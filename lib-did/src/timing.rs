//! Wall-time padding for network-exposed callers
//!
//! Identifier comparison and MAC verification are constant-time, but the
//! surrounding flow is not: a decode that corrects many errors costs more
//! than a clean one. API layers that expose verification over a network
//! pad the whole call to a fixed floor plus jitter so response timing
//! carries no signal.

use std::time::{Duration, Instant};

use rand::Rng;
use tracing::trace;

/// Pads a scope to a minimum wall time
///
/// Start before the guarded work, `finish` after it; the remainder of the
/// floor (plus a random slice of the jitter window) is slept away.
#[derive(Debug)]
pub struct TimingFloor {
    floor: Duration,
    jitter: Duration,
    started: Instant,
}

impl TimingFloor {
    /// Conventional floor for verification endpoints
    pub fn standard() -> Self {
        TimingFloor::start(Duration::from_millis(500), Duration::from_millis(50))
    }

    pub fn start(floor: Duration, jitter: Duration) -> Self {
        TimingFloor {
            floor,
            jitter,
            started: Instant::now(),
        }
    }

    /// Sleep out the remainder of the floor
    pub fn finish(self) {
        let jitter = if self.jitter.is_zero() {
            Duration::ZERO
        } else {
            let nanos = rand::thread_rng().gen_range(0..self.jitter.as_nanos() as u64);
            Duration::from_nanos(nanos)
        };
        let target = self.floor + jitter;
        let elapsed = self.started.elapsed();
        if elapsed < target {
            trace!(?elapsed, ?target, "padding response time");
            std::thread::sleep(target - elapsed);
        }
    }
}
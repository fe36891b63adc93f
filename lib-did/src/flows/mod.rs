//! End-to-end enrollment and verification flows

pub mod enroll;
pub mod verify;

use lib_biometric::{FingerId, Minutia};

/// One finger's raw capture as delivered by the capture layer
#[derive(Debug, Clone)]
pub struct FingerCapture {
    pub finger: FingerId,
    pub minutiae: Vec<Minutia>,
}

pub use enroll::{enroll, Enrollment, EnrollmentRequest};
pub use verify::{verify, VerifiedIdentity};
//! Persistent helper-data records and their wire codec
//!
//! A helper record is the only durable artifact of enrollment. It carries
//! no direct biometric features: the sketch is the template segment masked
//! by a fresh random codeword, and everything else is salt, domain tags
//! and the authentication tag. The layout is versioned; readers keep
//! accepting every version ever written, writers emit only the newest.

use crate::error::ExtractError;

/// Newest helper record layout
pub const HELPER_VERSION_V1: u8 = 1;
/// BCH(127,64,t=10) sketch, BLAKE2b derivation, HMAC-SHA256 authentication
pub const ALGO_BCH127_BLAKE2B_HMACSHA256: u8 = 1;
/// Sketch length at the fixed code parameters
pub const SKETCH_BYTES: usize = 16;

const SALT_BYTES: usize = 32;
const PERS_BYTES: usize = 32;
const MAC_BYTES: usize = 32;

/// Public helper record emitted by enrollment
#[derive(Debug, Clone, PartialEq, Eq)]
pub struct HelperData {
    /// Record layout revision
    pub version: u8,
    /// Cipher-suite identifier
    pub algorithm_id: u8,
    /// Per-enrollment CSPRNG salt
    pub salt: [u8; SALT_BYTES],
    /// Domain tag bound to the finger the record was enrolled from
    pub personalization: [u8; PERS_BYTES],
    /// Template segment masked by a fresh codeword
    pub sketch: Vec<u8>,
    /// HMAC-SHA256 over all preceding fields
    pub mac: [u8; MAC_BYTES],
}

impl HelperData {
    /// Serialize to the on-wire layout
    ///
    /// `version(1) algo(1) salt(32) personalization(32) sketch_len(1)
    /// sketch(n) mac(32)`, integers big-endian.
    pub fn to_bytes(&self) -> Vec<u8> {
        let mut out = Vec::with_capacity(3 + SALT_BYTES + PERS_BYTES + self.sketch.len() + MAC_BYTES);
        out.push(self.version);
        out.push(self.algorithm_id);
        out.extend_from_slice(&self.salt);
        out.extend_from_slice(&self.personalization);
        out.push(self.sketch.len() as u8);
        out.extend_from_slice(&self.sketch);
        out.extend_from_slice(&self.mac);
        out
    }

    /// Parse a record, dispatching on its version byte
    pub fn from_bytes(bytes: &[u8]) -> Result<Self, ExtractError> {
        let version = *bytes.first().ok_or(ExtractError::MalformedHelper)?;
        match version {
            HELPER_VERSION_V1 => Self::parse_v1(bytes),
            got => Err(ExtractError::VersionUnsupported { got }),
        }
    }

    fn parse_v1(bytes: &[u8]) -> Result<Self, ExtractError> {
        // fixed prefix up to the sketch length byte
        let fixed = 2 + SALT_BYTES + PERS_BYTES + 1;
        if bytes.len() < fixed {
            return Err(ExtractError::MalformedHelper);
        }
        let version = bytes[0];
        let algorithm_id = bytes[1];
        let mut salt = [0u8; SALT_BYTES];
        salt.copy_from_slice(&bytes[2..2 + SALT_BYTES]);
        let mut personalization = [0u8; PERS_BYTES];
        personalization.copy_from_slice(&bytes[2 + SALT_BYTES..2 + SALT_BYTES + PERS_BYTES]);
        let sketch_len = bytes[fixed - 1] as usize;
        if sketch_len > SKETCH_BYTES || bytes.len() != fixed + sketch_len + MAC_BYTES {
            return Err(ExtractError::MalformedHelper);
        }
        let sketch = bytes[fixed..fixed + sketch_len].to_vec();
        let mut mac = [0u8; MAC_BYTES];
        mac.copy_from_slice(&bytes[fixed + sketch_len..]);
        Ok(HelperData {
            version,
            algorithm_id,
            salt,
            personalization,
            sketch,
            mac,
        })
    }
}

[EXERCISE INSTRUCTIONS]: Reproduce the material exactly, and keep every line as it is.

[EXPECTED OUTPUT]:
filename lib-did/src/timing.rs
//! Wall-time padding for network-exposed callers
//!
//! Identifier comparison and MAC verification are constant-time, but the
//! surrounding flow is not: a decode that corrects many errors costs more
//! than a clean one. API layers that expose verification over a network
//! pad the whole call to a fixed floor plus jitter so response timing
//! carries no signal.

use std::time::{Duration, Instant};

use rand::Rng;
use tracing::trace;

/// Pads a scope to a minimum wall time
///
/// Start before the guarded work, `finish` after it; the remainder of the
/// floor (plus a random slice of the jitter window) is slept away.
#[derive(Debug)]
pub struct TimingFloor {
    floor: Duration,
    jitter: Duration,
    started: Instant,
}

impl TimingFloor {
    /// Conventional floor for verification endpoints
    pub fn standard() -> Self {
        TimingFloor::start(Duration::from_millis(500), Duration::from_millis(50))
    }

    pub fn start(floor: Duration, jitter: Duration) -> Self {
        TimingFloor {
            floor,
            jitter,
            started: Instant::now(),
        }
    }

    /// Sleep out the remainder of the floor
    pub fn finish(self) {
        let jitter = if self.jitter.is_zero() {
            Duration::ZERO
        } else {
            let nanos = rand::thread_rng().gen_range(0..self.jitter.as_nanos() as u64);
            Duration::from_nanos(nanos)
        };
        let target = self.floor + jitter;
        let elapsed = self.started.elapsed();
        if elapsed < target {
            trace!(?elapsed, ?target, "padding response time");
            std::thread::sleep(target - elapsed);
        }
    }
}
repository fe36891b63adc93f
filename lib-did/src/flows/mod.rs
//! End-to-end enrollment and verification flows

pub mod enroll;
pub mod verify;

use lib_biometric::{FingerId, Minutia};

/// One finger's raw capture as delivered by the capture layer
#[derive(Debug, Clone)]
pub struct FingerCapture {
    pub finger: FingerId,
    pub minutiae: Vec<Minutia>,
}

pub use enroll::{enroll, Enrollment, EnrollmentRequest};
pub use verify::{verify, VerifiedIdentity};
//! Persistent helper-data records and their wire codec
//!
//! A helper record is the only durable artifact of enrollment. It carries
//! no direct biometric features: the sketch is the template segment masked
//! by a fresh random codeword, and everything else is salt, domain tags
//! and the authentication tag. The layout is versioned; readers keep
//! accepting every version ever written, writers emit only the newest.

use crate::error::ExtractError;

/// Newest helper record layout
pub const HELPER_VERSION_V1: u8 = 1;
/// BCH(127,64,t=10) sketch, BLAKE2b derivation, HMAC-SHA256 authentication
pub const ALGO_BCH127_BLAKE2B_HMACSHA256: u8 = 1;
/// Sketch length at the fixed code parameters
pub const SKETCH_BYTES: usize = 16;

const SALT_BYTES: usize = 32;
const PERS_BYTES: usize = 32;
const MAC_BYTES: usize = 32;

/// Public helper record emitted by enrollment
#[derive(Debug, Clone, PartialEq, Eq)]
pub struct HelperData {
    /// Record layout revision
    pub version: u8,
    /// Cipher-suite identifier
    pub algorithm_id: u8,
    /// Per-enrollment CSPRNG salt
    pub salt: [u8; SALT_BYTES],
    /// Domain tag bound to the finger the record was enrolled from
    pub personalization: [u8; PERS_BYTES],
    /// Template segment masked by a fresh codeword
    pub sketch: Vec<u8>,
    /// HMAC-SHA256 over all preceding fields
    pub mac: [u8; MAC_BYTES],
}

impl HelperData {
    /// Serialize to the on-wire layout
    ///
    /// `version(1) algo(1) salt(32) personalization(32) sketch_len(1)
    /// sketch(n) mac(32)`, integers big-endian.
    pub fn to_bytes(&self) -> Vec<u8> {
        let mut out = Vec::with_capacity(3 + SALT_BYTES + PERS_BYTES + self.sketch.len() + MAC_BYTES);
        out.push(self.version);
        out.push(self.algorithm_id);
        out.extend_from_slice(&self.salt);
        out.extend_from_slice(&self.personalization);
        out.push(self.sketch.len() as u8);
        out.extend_from_slice(&self.sketch);
        out.extend_from_slice(&self.mac);
        out
    }

    /// Parse a record, dispatching on its version byte
    pub fn from_bytes(bytes: &[u8]) -> Result<Self, ExtractError> {
        let version = *bytes.first().ok_or(ExtractError::MalformedHelper)?;
        match version {
            HELPER_VERSION_V1 => Self::parse_v1(bytes),
            got => Err(ExtractError::VersionUnsupported { got }),
        }
    }

    fn parse_v1(bytes: &[u8]) -> Result<Self, ExtractError> {
        // fixed prefix up to the sketch length byte
        let fixed = 2 + SALT_BYTES + PERS_BYTES + 1;
        if bytes.len() < fixed {
            return Err(ExtractError::MalformedHelper);
        }
        let version = bytes[0];
        let algorithm_id = bytes[1];
        let mut salt = [0u8; SALT_BYTES];
        salt.copy_from_slice(&bytes[2..2 + SALT_BYTES]);
        let mut personalization = [0u8; PERS_BYTES];
        personalization.copy_from_slice(&bytes[2 + SALT_BYTES..2 + SALT_BYTES + PERS_BYTES]);
        let sketch_len = bytes[fixed - 1] as usize;
        if sketch_len > SKETCH_BYTES || bytes.len() != fixed + sketch_len + MAC_BYTES {
            return Err(ExtractError::MalformedHelper);
        }
        let sketch = bytes[fixed..fixed + sketch_len].to_vec();
        let mut mac = [0u8; MAC_BYTES];
        mac.copy_from_slice(&bytes[fixed + sketch_len..]);
        Ok(HelperData {
            version,
            algorithm_id,
            salt,
            personalization,
            sketch,
            mac,
        })
    }
}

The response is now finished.